══ Working data ══

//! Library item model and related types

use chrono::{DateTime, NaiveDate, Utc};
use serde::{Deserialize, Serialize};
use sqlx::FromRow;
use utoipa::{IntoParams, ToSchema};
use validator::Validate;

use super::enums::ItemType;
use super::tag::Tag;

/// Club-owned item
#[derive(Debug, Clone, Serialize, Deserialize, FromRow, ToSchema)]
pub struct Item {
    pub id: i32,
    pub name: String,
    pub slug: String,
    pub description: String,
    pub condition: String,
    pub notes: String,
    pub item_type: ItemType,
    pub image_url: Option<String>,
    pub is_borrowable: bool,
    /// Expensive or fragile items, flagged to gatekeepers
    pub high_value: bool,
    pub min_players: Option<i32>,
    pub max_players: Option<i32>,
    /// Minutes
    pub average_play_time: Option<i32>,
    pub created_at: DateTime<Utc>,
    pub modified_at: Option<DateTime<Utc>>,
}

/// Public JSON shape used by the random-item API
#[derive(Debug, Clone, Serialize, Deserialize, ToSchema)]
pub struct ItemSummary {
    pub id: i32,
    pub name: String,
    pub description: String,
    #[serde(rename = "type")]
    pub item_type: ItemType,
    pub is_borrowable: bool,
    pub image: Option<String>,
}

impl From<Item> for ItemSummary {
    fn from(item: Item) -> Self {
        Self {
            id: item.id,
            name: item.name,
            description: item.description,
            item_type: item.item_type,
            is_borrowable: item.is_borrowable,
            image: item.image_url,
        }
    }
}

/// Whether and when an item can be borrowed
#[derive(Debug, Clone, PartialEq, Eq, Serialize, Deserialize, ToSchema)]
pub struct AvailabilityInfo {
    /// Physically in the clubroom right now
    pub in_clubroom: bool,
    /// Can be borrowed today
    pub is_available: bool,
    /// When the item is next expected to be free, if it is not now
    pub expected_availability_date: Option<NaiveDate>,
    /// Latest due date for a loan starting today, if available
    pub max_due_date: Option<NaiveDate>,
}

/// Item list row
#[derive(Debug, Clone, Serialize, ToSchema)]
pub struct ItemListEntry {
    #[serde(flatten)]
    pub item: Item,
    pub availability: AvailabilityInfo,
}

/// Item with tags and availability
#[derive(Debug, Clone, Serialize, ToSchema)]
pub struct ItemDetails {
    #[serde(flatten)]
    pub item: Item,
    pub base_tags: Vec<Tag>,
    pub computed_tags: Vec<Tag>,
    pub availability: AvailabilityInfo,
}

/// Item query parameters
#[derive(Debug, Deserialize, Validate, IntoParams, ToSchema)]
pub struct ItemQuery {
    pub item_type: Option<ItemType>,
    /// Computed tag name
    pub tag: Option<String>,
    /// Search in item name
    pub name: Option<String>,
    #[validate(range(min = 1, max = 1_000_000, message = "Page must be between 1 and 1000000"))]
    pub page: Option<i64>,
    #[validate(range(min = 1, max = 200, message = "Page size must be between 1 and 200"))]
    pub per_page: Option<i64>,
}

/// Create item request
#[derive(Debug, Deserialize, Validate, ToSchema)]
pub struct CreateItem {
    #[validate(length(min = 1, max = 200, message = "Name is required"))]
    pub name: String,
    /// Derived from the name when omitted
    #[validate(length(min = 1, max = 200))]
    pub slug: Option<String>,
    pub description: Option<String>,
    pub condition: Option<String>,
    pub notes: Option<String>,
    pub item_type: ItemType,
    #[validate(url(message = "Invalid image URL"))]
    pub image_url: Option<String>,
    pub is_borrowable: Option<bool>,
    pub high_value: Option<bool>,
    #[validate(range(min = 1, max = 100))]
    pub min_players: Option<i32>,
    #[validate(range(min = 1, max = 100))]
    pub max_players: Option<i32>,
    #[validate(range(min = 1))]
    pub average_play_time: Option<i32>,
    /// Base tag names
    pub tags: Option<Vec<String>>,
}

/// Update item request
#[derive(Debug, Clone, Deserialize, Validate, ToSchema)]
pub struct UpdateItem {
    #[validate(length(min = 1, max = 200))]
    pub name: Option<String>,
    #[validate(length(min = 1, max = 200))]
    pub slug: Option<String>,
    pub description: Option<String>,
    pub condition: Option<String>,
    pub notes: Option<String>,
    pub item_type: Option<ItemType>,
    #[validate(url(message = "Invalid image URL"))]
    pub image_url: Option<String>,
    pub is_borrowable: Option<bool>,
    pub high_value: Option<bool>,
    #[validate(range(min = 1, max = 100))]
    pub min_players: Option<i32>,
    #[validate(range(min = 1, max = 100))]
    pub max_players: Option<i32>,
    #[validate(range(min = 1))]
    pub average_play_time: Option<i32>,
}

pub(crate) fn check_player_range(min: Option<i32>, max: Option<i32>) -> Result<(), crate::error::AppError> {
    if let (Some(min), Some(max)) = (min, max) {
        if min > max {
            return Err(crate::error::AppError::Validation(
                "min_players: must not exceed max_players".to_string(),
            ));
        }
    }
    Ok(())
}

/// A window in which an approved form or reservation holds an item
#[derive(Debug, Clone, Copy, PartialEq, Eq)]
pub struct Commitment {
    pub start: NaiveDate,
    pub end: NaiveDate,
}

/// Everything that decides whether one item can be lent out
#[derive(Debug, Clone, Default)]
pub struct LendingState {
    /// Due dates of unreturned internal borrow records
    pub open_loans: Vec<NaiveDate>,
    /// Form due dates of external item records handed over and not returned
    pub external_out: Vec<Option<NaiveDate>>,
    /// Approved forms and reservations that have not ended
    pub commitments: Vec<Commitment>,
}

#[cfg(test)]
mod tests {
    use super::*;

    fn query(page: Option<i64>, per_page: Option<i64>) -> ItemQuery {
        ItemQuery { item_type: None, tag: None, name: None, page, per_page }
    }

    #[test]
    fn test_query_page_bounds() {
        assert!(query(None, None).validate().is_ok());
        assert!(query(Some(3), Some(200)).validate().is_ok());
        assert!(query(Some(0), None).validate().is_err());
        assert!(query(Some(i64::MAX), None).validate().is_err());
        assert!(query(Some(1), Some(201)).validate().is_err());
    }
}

═══

_Your assignment_:
Each line of the entries above that contains "DateTime" is to be copied.

_Solution to this exercise_:
use chrono::{DateTime, NaiveDate, Utc};
    pub created_at: DateTime<Utc>,
    pub modified_at: Option<DateTime<Utc>>,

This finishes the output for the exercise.